It didn't block the port(s) or the vent on the driver right?

Certainly didn't block the port but the driver vent might have been compromised.

It's real scratchy and not real dense.
Scratchy ?? mmm, this stuff has thicker fibers compared to fiberglass and I wouldn't call my stuff real dense.

Just an FYI, my tests won't be the epitome of perfection either.
Well, my next tests are going to be in a different room. The LF loading in my living room gives very "usable" response on these S/L-99 enclosures down to 40 hz. Quite surprising for the actual size of box is ( @ 1.4 cu' before virtual volume is added back ). This room loading effect has made me completely reconsider the sizes of the final enclosures for my "vertical twin" project. All the plans I had drawn up for my le14a woofs seem overly large now.
- Any LF present in the general area of the livingroom couples to the woofer/port and creates wild swings on the "collapsed ellipse" or the AC impedance meter.
- With this white stuff back in the enclosure, the Fb has dropped (max) about 1.5 to 2 hz. Those first "suspicious" readings ( I speculate ) might have been caused by the wetting of the fiberglass with the " silicone boot-spray" . :eek: Need an embarrassed Smilie here.
- Since this polyester is nice to work with, I am going to explore whether or not it'll effectively work in tandem with the high-density 1" fiberglass ( I previously mentioned ). I was first introduced to that HD stuff when I bought some W151/W460 ( JBL 18" horn-loaded ) bass bins back in 1980. The "smallish" sized compression chambers were lined with this stuff. It's dense enough that an exacto knife blade will slice it rather than pull at the fibers. But, I need to see if the HD fiberglass adds or subtracts volume when in an enclosure before commenting more on it.

regards <. Earl K

Paul Joppa
06-19-2003, 03:05 PM
Just a note here on this thread. I would expect that JBL used acoustical fiberglas, which has been available since (I think) the late fifties. It is significantly different from thermal insulatipon, the fibers are much smaller (1.5 microns vs 10 microns, if my aging brain remembers right). Acoustical fiberglas has become pretty hard to find in DIY quantities or at Lowe's Depot type places. But it works much better to absorb sound.

06-19-2003, 03:24 PM
"I would expect that JBL used acoustical fiberglas"

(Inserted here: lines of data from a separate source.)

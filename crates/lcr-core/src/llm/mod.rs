//! Chat-completion client
//!
//! A single streaming call is accumulated by [`StreamAccumulator`] and
//! wrapped in the retry scheme of [`RetryPolicy`]; [`CompletionClient`] is
//! the reqwest implementation of the [`ChatCompletion`] seam.

mod client;
mod retry;
mod sse_decoder;
mod stream;
mod types;

pub use client::{ChatCompletion, CompletionClient, REQUEST_TIMEOUT, build_request_body};
pub use retry::{RetryPolicy, retry_with_backoff};
pub use sse_decoder::{SseDecoder, SseEvent};
pub use stream::StreamAccumulator;
pub use types::{CompletionOutcome, TokenUsage};
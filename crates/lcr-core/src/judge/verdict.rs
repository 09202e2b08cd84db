use serde::{Deserialize, Serialize};
use std::fmt;

/// Tri-state outcome of a grading call
#[derive(Debug, Clone, Copy, PartialEq, Eq, Hash, Serialize, Deserialize)]
#[serde(rename_all = "SCREAMING_SNAKE_CASE")]
pub enum JudgeVerdict {
    Correct,
    Incorrect,
    Unknown,
}

impl JudgeVerdict {
    pub fn as_str(self) -> &'static str {
        match self {
            JudgeVerdict::Correct => "CORRECT",
            JudgeVerdict::Incorrect => "INCORRECT",
            JudgeVerdict::Unknown => "UNKNOWN",
        }
    }
}

impl fmt::Display for JudgeVerdict {
    fn fmt(&self, f: &mut fmt::Formatter<'_>) -> fmt::Result {
        f.write_str(self.as_str())
    }
}

/// Map free judge text to a verdict.
///
/// Case-insensitive on the trimmed text. `INCORRECT` anywhere wins over
/// `CORRECT`, so "correct, not incorrect" grades as incorrect.
pub fn normalize_judge_result(text: &str) -> JudgeVerdict {
    let upper = text.trim().to_uppercase();
    let has_incorrect = upper.contains("INCORRECT");
    if upper.contains("CORRECT") && !has_incorrect {
        JudgeVerdict::Correct
    } else if has_incorrect {
        JudgeVerdict::Incorrect
    } else {
        JudgeVerdict::Unknown
    }
}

True, and it is quite hard to find just anywhere :(
I have one 30 gallon bag left and then I'm out.

06-21-2003, 10:55 AM
What category does the 1" Radio Shack stuff belong in?

06-21-2003, 11:03 AM
I use 3/4 inch fiberglass ceiling tiles with the back against the cabinet. Seems to work well. Easy to cut and size into panels. Don't khow how it compares to regular glass as it is denser.


Earl K
06-21-2003, 03:52 PM
- My "quasi-sealed" .5 cu' test enclosure for my le10a mid/bass is about 50% full of that white polyester/Dacron stuff. I took it out ( fully sealed the "test port" in this test box ) and measured Fb using the oscilloscope method. Restored the stuffing and measured again under the same conditions; The addition of this stuff dropped Fb by 2 Hz . ( Also forgot to take the picture I promised of the stuff ).

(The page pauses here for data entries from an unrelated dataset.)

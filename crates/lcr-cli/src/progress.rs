//! Progress bar for benchmark runs

use indicatif::{ProgressBar, ProgressStyle};
use lcr_core::{PipelineEvent, ProgressCallback};

const BAR_TEMPLATE: &str =
    "{spinner:.green} [{elapsed_precise}] {bar:40.cyan/blue} {pos}/{len} ({eta}) {msg}";

/// Live view of a pipeline run; failed tasks are printed above the bar
pub struct RunProgress {
    bar: ProgressBar,
}

impl RunProgress {
    pub fn new(total: u64) -> Self {
        let bar = ProgressBar::new(total);
        let style = ProgressStyle::default_bar()
            .template(BAR_TEMPLATE)
            .unwrap_or_else(|_| ProgressStyle::default_bar())
            .progress_chars("#>-");
        bar.set_style(style);
        bar.set_message(status_message(0, None));
        Self { bar }
    }

    /// Callback that feeds pipeline events into the bar
    pub fn callback(&self) -> ProgressCallback {
        let bar = self.bar.clone();
        Box::new(move |event| apply_event(&bar, event))
    }

    pub fn finish(&self) {
        self.bar.finish();
    }
}

fn apply_event(bar: &ProgressBar, event: PipelineEvent) {
    match event {
        PipelineEvent::Started { total } => bar.set_length(total as u64),
        PipelineEvent::Recorded {
            completed,
            failed,
            stats,
            ..
        } => {
            bar.set_position(completed as u64);
            bar.set_message(status_message(failed, Some(stats.accuracy_label())));
        }
        PipelineEvent::Failed {
            question_id,
            error,
            completed,
            failed,
            ..
        } => {
            bar.println(failure_line(&question_id, &error));
            bar.set_position(completed as u64);
            bar.set_message(status_message(failed, None));
        }
    }
}

fn status_message(failed: usize, accuracy: Option<String>) -> String {
    match accuracy {
        Some(accuracy) => format!("failed={} acc={}", failed, accuracy),
        None => format!("failed={}", failed),
    }
}

pub fn failure_line(question_id: &str, error: &str) -> String {
    format!("FAILED [QID: {}]: {}", question_id, error)
}

#[cfg(test)]
mod tests {
    use super::*;
    use lcr_core::{RecordVerdict, StatsHeader};

    #[test]
    fn test_failure_line_format() {
        assert_eq!(
            failure_line("17", "TerminalCallFailure: boom"),
            "FAILED [QID: 17]: TerminalCallFailure: boom"
        );
    }

    #[test]
    fn test_events_update_bar() {
        let progress = RunProgress::new(0);
        progress.bar.set_draw_target(indicatif::ProgressDrawTarget::hidden());
        let callback = progress.callback();

        callback(PipelineEvent::Started { total: 3 });
        callback(PipelineEvent::Failed {
            question_id: "1".to_string(),
            error: "boom".to_string(),
            completed: 1,
            total: 3,
            failed: 1,
        });
        callback(PipelineEvent::Recorded {
            question_id: "2".to_string(),
            verdict: RecordVerdict::Correct,
            completed: 2,
            total: 3,
            failed: 1,
            stats: StatsHeader::new(1, 1),
        });

        assert_eq!(progress.bar.length(), Some(3));
        assert_eq!(progress.bar.position(), 2);
        assert_eq!(progress.bar.message(), "failed=1 acc=100.00%");
    }
}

- Also, I ripped out the 1" original fiberglass that JBL installed in my Lancer - S99 "test box" #2 , the one that perennially gives a Fb of @ 44Hz. After installing the 1" thick , High Density "skyscraper-grade" fiberglass insulation,,, the Fb dropped to 42 hz ( just like it's mate - I was concerned , thinking maybe the stuff actually subtracted volume ). I can't make out any midrange tonality difference compared to the box with the original JBL stuff, but then the le14a cone is sooo thick it's probably less suseptable to internal reflections. As I said before , I'd pursue using a 2 part stuffing system using what I have on hand when dealing with regular weight cones ( 100 grams ). I like this HD stuff because an exacto knife slices through it very cleanly with no pulling or tearing .

- Will "Acoustical Insulaton" be labelled as such ? or does it have a more obscure/coded designation ?

regards <. Earl K

06-21-2003, 09:45 PM
Some interesting things about fiberglass/dacron:

- From Dr. Wm. Marshall Leach of Georgia Tech- apparently, in his tests, no other single material has exceeded the effectiveness of just plain old Owens-Corning (or equivalent) pink fiberglass, as far as lining or filling enclosures. He's definitely not a particular fan of Dacron/polyfill...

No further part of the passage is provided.